■ What to work on
Would you reproduce the entries exactly, including every line?

■ Data extracts
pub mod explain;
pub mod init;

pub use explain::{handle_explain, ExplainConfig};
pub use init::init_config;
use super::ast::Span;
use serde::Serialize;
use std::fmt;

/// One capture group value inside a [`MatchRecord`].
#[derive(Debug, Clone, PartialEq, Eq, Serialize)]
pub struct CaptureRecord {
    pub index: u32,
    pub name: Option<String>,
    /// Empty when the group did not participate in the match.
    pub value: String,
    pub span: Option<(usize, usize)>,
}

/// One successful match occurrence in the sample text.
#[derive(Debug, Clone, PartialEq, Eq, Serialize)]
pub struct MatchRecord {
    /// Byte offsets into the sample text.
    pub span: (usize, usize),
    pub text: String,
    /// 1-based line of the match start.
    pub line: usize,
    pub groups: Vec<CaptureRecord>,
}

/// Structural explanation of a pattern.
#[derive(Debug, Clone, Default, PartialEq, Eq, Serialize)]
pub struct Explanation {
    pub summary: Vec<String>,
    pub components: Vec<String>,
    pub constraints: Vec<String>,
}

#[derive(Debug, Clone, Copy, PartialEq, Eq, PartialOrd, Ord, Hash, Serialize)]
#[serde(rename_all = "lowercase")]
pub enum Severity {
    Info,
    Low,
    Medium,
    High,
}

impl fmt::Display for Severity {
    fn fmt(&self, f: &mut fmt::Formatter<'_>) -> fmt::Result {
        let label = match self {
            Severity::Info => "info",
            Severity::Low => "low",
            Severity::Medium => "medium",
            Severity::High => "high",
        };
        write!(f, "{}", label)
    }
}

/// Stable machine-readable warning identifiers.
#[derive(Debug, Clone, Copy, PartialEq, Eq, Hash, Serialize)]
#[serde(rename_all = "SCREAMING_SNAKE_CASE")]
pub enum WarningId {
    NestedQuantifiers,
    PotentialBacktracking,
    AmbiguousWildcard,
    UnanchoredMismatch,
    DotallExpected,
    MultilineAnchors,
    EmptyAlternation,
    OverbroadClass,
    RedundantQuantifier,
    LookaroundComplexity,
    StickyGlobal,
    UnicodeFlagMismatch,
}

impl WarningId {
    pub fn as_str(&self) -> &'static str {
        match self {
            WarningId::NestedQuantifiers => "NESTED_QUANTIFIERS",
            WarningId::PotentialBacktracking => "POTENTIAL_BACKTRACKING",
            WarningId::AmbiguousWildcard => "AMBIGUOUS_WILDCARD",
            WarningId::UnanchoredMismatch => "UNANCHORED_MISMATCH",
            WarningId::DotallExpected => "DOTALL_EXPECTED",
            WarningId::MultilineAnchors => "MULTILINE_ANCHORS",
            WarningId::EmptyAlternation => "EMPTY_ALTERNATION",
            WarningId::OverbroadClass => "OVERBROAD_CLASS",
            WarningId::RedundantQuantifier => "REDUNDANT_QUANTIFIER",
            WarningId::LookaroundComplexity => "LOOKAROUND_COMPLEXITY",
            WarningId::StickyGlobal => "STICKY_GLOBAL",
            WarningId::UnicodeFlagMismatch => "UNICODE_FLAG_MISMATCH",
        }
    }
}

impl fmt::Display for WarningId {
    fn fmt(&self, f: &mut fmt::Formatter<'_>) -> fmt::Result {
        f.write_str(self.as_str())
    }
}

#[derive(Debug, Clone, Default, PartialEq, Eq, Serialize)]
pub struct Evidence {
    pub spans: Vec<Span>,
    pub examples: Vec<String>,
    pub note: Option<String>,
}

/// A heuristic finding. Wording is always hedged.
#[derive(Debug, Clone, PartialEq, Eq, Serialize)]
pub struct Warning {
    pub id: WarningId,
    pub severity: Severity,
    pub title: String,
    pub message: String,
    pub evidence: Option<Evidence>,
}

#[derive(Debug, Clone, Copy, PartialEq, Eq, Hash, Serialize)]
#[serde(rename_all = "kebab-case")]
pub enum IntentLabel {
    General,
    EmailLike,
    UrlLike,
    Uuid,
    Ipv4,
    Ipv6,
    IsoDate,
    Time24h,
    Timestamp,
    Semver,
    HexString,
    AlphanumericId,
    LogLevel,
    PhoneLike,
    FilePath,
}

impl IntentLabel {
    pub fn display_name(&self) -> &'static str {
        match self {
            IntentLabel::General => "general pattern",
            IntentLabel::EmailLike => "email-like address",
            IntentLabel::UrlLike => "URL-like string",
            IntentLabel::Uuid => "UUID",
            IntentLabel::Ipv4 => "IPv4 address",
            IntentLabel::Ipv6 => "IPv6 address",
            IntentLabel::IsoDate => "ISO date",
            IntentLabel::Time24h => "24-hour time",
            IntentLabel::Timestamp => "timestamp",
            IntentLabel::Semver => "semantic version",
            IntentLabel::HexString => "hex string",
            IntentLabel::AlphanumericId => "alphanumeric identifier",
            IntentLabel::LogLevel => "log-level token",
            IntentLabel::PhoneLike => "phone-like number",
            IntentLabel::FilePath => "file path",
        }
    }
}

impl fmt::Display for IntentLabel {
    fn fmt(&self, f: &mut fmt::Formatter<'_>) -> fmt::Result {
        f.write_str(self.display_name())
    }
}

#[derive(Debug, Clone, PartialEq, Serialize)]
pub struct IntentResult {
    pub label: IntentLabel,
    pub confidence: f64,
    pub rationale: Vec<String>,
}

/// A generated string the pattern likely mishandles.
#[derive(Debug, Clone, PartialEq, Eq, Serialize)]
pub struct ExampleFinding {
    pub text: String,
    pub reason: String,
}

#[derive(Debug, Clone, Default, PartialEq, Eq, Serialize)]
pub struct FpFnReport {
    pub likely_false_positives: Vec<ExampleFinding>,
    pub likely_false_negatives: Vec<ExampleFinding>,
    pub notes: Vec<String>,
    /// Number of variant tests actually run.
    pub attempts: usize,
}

■ Your solution
pub mod explain;
pub mod init;

pub use explain::{handle_explain, ExplainConfig};
pub use init::init_config;
use super::ast::Span;
use serde::Serialize;
use std::fmt;

/// One capture group value inside a [`MatchRecord`].
#[derive(Debug, Clone, PartialEq, Eq, Serialize)]
pub struct CaptureRecord {
    pub index: u32,
    pub name: Option<String>,
    /// Empty when the group did not participate in the match.
    pub value: String,
    pub span: Option<(usize, usize)>,
}

/// One successful match occurrence in the sample text.
#[derive(Debug, Clone, PartialEq, Eq, Serialize)]
pub struct MatchRecord {
    /// Byte offsets into the sample text.
    pub span: (usize, usize),
    pub text: String,
    /// 1-based line of the match start.
    pub line: usize,
    pub groups: Vec<CaptureRecord>,
}

/// Structural explanation of a pattern.
#[derive(Debug, Clone, Default, PartialEq, Eq, Serialize)]
pub struct Explanation {
    pub summary: Vec<String>,
    pub components: Vec<String>,
    pub constraints: Vec<String>,
}

#[derive(Debug, Clone, Copy, PartialEq, Eq, PartialOrd, Ord, Hash, Serialize)]
#[serde(rename_all = "lowercase")]
pub enum Severity {
    Info,
    Low,
    Medium,
    High,
}

impl fmt::Display for Severity {
    fn fmt(&self, f: &mut fmt::Formatter<'_>) -> fmt::Result {
        let label = match self {
            Severity::Info => "info",
            Severity::Low => "low",
            Severity::Medium => "medium",
            Severity::High => "high",
        };
        write!(f, "{}", label)
    }
}

/// Stable machine-readable warning identifiers.
#[derive(Debug, Clone, Copy, PartialEq, Eq, Hash, Serialize)]
#[serde(rename_all = "SCREAMING_SNAKE_CASE")]
pub enum WarningId {
    NestedQuantifiers,
    PotentialBacktracking,
    AmbiguousWildcard,
    UnanchoredMismatch,
    DotallExpected,
    MultilineAnchors,
    EmptyAlternation,
    OverbroadClass,
    RedundantQuantifier,
    LookaroundComplexity,
    StickyGlobal,
    UnicodeFlagMismatch,
}

impl WarningId {
    pub fn as_str(&self) -> &'static str {
        match self {
            WarningId::NestedQuantifiers => "NESTED_QUANTIFIERS",
            WarningId::PotentialBacktracking => "POTENTIAL_BACKTRACKING",
            WarningId::AmbiguousWildcard => "AMBIGUOUS_WILDCARD",
            WarningId::UnanchoredMismatch => "UNANCHORED_MISMATCH",
            WarningId::DotallExpected => "DOTALL_EXPECTED",
            WarningId::MultilineAnchors => "MULTILINE_ANCHORS",
            WarningId::EmptyAlternation => "EMPTY_ALTERNATION",
            WarningId::OverbroadClass => "OVERBROAD_CLASS",
            WarningId::RedundantQuantifier => "REDUNDANT_QUANTIFIER",
            WarningId::LookaroundComplexity => "LOOKAROUND_COMPLEXITY",
            WarningId::StickyGlobal => "STICKY_GLOBAL",
            WarningId::UnicodeFlagMismatch => "UNICODE_FLAG_MISMATCH",
        }
    }
}

impl fmt::Display for WarningId {
    fn fmt(&self, f: &mut fmt::Formatter<'_>) -> fmt::Result {
        f.write_str(self.as_str())
    }
}

#[derive(Debug, Clone, Default, PartialEq, Eq, Serialize)]
pub struct Evidence {
    pub spans: Vec<Span>,
    pub examples: Vec<String>,
    pub note: Option<String>,
}

/// A heuristic finding. Wording is always hedged.
#[derive(Debug, Clone, PartialEq, Eq, Serialize)]
pub struct Warning {
    pub id: WarningId,
    pub severity: Severity,
    pub title: String,
    pub message: String,
    pub evidence: Option<Evidence>,
}

#[derive(Debug, Clone, Copy, PartialEq, Eq, Hash, Serialize)]
#[serde(rename_all = "kebab-case")]
pub enum IntentLabel {
    General,
    EmailLike,
    UrlLike,
    Uuid,
    Ipv4,
    Ipv6,
    IsoDate,
    Time24h,
    Timestamp,
    Semver,
    HexString,
    AlphanumericId,
    LogLevel,
    PhoneLike,
    FilePath,
}

impl IntentLabel {
    pub fn display_name(&self) -> &'static str {
        match self {
            IntentLabel::General => "general pattern",
            IntentLabel::EmailLike => "email-like address",
            IntentLabel::UrlLike => "URL-like string",
            IntentLabel::Uuid => "UUID",
            IntentLabel::Ipv4 => "IPv4 address",
            IntentLabel::Ipv6 => "IPv6 address",
            IntentLabel::IsoDate => "ISO date",
            IntentLabel::Time24h => "24-hour time",
            IntentLabel::Timestamp => "timestamp",
            IntentLabel::Semver => "semantic version",
            IntentLabel::HexString => "hex string",
            IntentLabel::AlphanumericId => "alphanumeric identifier",
            IntentLabel::LogLevel => "log-level token",
            IntentLabel::PhoneLike => "phone-like number",
            IntentLabel::FilePath => "file path",
        }
    }
}

impl fmt::Display for IntentLabel {
    fn fmt(&self, f: &mut fmt::Formatter<'_>) -> fmt::Result {
        f.write_str(self.display_name())
    }
}

#[derive(Debug, Clone, PartialEq, Serialize)]
pub struct IntentResult {
    pub label: IntentLabel,
    pub confidence: f64,
    pub rationale: Vec<String>,
}

/// A generated string the pattern likely mishandles.
#[derive(Debug, Clone, PartialEq, Eq, Serialize)]
pub struct ExampleFinding {
    pub text: String,
    pub reason: String,
}

#[derive(Debug, Clone, Default, PartialEq, Eq, Serialize)]
pub struct FpFnReport {
    pub likely_false_positives: Vec<ExampleFinding>,
    pub likely_false_negatives: Vec<ExampleFinding>,
    pub notes: Vec<String>,
    /// Number of variant tests actually run.
    pub attempts: usize,
}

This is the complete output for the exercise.